Loud Bikes are Safer: This myth states that louder bikes work to increase a motorcyclist’s
presence while on the road. While this may be true in very limited situations,
it is a mistake to assume that because a driver hears you that they will
also see you. In fact, a driver may still not register that a motorcyclist
is there even while staring directly at them.
Bigger bikes are better: The “bigger is better” myth can be found in almost every industry
and on the surface, it may make sense. If it costs more, has more capabilities,
or is more powerful, then it should also be better. In truth, every type
of motorcycle will have different strengths and weaknesses, being suitable
for different riders and different styles. The biggest problem with this
myth occurs when new riders purchase a more powerful bike than they can
Your skills will keep you out of trouble: On the other hand, veteran riders may feel as though their experience and
skill will be enough to keep them out of trouble. However, overconfidence
is a big issue and can have disastrous consequences. When the mistakes
of another driver put you at risk, they may simply be going too fast to
give even the quickest rider enough time to properly react.

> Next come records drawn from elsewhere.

use crate::model::Candle;

/// 제한된 크기의 캔들 윈도우 저장소
///
/// 캔들은 시작 시각 기준으로 엄격한 오름차순으로 저장됩니다
/// (가장 오래된 캔들이 앞, 진행 중 캔들이 마지막). 스트림 업데이트는
/// 시작 시각이 일치하는 원소를 제자리 갱신하거나 새 캔들로 덧붙이며,
/// 최대 크기를 초과하면 가장 오래된 캔들이 제거됩니다.
#[derive(Debug)]
pub struct CandleStore<C: Candle> {
    items: Vec<C>,
    pub max_size: usize,
}

impl<C> CandleStore<C>
where
    C: Candle,
{
    /// 초기 캔들 목록으로 저장소를 생성합니다.
    ///
    /// # Arguments
    /// * `items` - 초기 캔들 목록 (정렬 상태 무관)
    /// * `max_size` - 저장소의 최대 크기
    pub fn new(mut items: Vec<C>, max_size: usize) -> CandleStore<C> {
        items.sort_by_key(|c| c.open_time());
        // 동일 시작 시각 중복은 마지막 항목만 유지
        items.dedup_by(|next, prev| next.open_time() == prev.open_time());

        // 최대 크기 초과분은 가장 오래된 캔들부터 제거
        if items.len() > max_size {
            let excess = items.len() - max_size;
            items.drain(0..excess);
        }

        CandleStore { items, max_size }
    }

    /// 스트림으로 들어온 캔들을 윈도우에 병합합니다.
    ///
    /// 시작 시각이 기존 캔들과 일치하면 해당 캔들을 덮어쓰고,
    /// 새로운 시각이면 정렬 위치에 삽입한 뒤 초과분을 제거합니다.
    /// 같은 캔들을 두 번 병합해도 윈도우는 변하지 않습니다.
    pub fn merge(&mut self, candle: C) {
        match self
            .items
            .binary_search_by_key(&candle.open_time(), |c| c.open_time())
        {
            Ok(index) => {
                // 진행 중 캔들 갱신 (보통 마지막 원소)
                self.items[index] = candle;
            }
            Err(index) => {
                if index < self.items.len() {
                    log::debug!(
                        "순서가 어긋난 캔들 병합: open_time={} (윈도우 끝={})",
                        candle.open_time(),
                        self.items.last().map(|c| c.open_time()).unwrap_or(0)
                    );
                }
                self.items.insert(index, candle);
                if self.items.len() > self.max_size {
                    self.items.remove(0);
                }
            }
        }
    }

    /// 저장된 캔들 수를 반환합니다.
    pub fn len(&self) -> usize {
        self.items.len()
    }

    /// 저장소가 비어 있는지 확인합니다.
    pub fn is_empty(&self) -> bool {
        self.items.is_empty()
    }

    /// 가장 오래된 캔들을 반환합니다.
    pub fn oldest(&self) -> Option<&C> {
        self.items.first()
    }

    /// 가장 최신 캔들(진행 중 캔들)을 반환합니다.
    pub fn latest(&self) -> Option<&C> {
        self.items.last()
    }

    /// 최신 종가를 반환합니다.
    pub fn latest_price(&self) -> Option<f64> {
        self.items.last().map(|c| c.close_price())
    }

    /// 지정된 인덱스의 캔들을 반환합니다.
    pub fn get(&self, index: usize) -> Option<&C> {
        self.items.get(index)
    }

    /// 전체 캔들 슬라이스를 반환합니다 (오래된 것부터 최신 순).
    pub fn items(&self) -> &[C] {
        &self.items
    }

    /// 분석기에 전달할 스냅샷 복사본을 반환합니다.
    pub fn snapshot(&self) -> Vec<C> {
        self.items.clone()
    }

    /// 최근 n개 캔들의 종가가 연속 상승했는지 확인합니다.
    pub fn is_rise(&self, n: usize) -> bool {
        let count = self.items.len().min(n);
        if count < 2 {
            return false;
        }

        let start = self.items.len() - count;
        self.items[start..]
            .windows(2)
            .all(|w| w[1].close_price() > w[0].close_price())
    }

    /// 최근 n개 캔들의 종가가 연속 하락했는지 확인합니다.
    pub fn is_fall(&self, n: usize) -> bool {
        let count = self.items.len().min(n);
        if count < 2 {
            return false;
        }

        let start = self.items.len() - count;
        self.items[start..]
            .windows(2)
            .all(|w| w[1].close_price() < w[0].close_price())
    }
}

#[cfg(test)]
mod tests {
    use super::*;
    use crate::model::Kline;

    fn kline(open_time: i64, close: f64) -> Kline {
        Kline {
            open_time,
            close_time: open_time + 180_000 - 1,
            open: close,
            high: close + 1.0,
            low: close - 1.0,
            close,
            volume: 100.0,
            quote_volume: 100.0 * close,
            taker_buy_volume: 50.0,
            taker_buy_quote_volume: 50.0 * close,
            trades: 10,
        }
    }

    #[test]
    fn test_new_sorts_ascending_and_bounds() {
        let store = CandleStore::new(vec![kline(3, 3.0), kline(1, 1.0), kline(2, 2.0)], 2);
        assert_eq!(store.len(), 2);
        assert_eq!(store.oldest().unwrap().open_time, 2);
        assert_eq!(store.latest().unwrap().open_time, 3);
    }

    #[test]
    fn test_merge_replaces_matching_open_time() {
        let mut store = CandleStore::new(vec![kline(1, 1.0), kline(2, 2.0)], 10);
        store.merge(kline(2, 5.0));
        assert_eq!(store.len(), 2);
        assert_eq!(store.latest().unwrap().close, 5.0);
    }

    #[test]
    fn test_merge_is_idempotent() {
        let mut store = CandleStore::new(vec![kline(1, 1.0)], 10);
        store.merge(kline(2, 2.0));
        let before = store.snapshot();
        store.merge(kline(2, 2.0));
        assert_eq!(store.snapshot(), before);
    }

    #[test]
    fn test_merge_appends_and_evicts_oldest() {
        let mut store = CandleStore::new(vec![kline(1, 1.0), kline(2, 2.0), kline(3, 3.0)], 3);
        store.merge(kline(4, 4.0));
        assert_eq!(store.len(), 3);
        assert_eq!(store.oldest().unwrap().open_time, 2);
        assert_eq!(store.latest().unwrap().open_time, 4);
    }

    #[test]
    fn test_open_times_strictly_increasing_after_merges() {
        let mut store = CandleStore::new(Vec::new(), 50);
        for t in [5i64, 1, 3, 3, 2, 9, 7, 9] {
            store.merge(kline(t, t as f64));
        }
        let times: Vec<i64> = store.items().iter().map(|c| c.open_time).collect();
        for w in times.windows(2) {
            assert!(w[0] < w[1], "시작 시각이 엄격히 증가해야 함: {:?}", times);
        }
    }

    #[test]
    fn test_is_rise_and_fall() {
        let store = CandleStore::new(
            vec![kline(1, 1.0), kline(2, 2.0), kline(3, 3.0)],
            10,
        );
        assert!(store.is_rise(3));
        assert!(!store.is_fall(3));
    }
}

If you’re going to crash, lay your bike down: There are several possible origins for this myth. Some riders may feel
as though it can cut speed, or that they are safer lower to the ground.
The best way to cut speed is through proper braking techniques and while
there may be situations where ditching a bike may be better, they are rare.
Streets are safer than freeways: While it is true that miles traveled on the street are generally covered
at a slower speed, it is not the only factor which comes into play. Freeways
are more controlled environments than a street and have fewer potential
hazards. On a street, the motorist must navigate unprotected turns, opposing
traffic separated only by paint, side-streets where cars can unexpectedly
pull out from and any number of other accidents waiting to happen. While
great speed may increase the risk for serious injury when a collision
does occur, accidents themselves are more likely while on the street.
Compensation for the Injured
When collisions do occur, motorcyclists are often at a greater risk for
injury than those driving other vehicles. While dispelling common myths
about motorcycle safety can work to decrease the potential for an accident,
the truth is that if you’re on the road, then you’re at risk.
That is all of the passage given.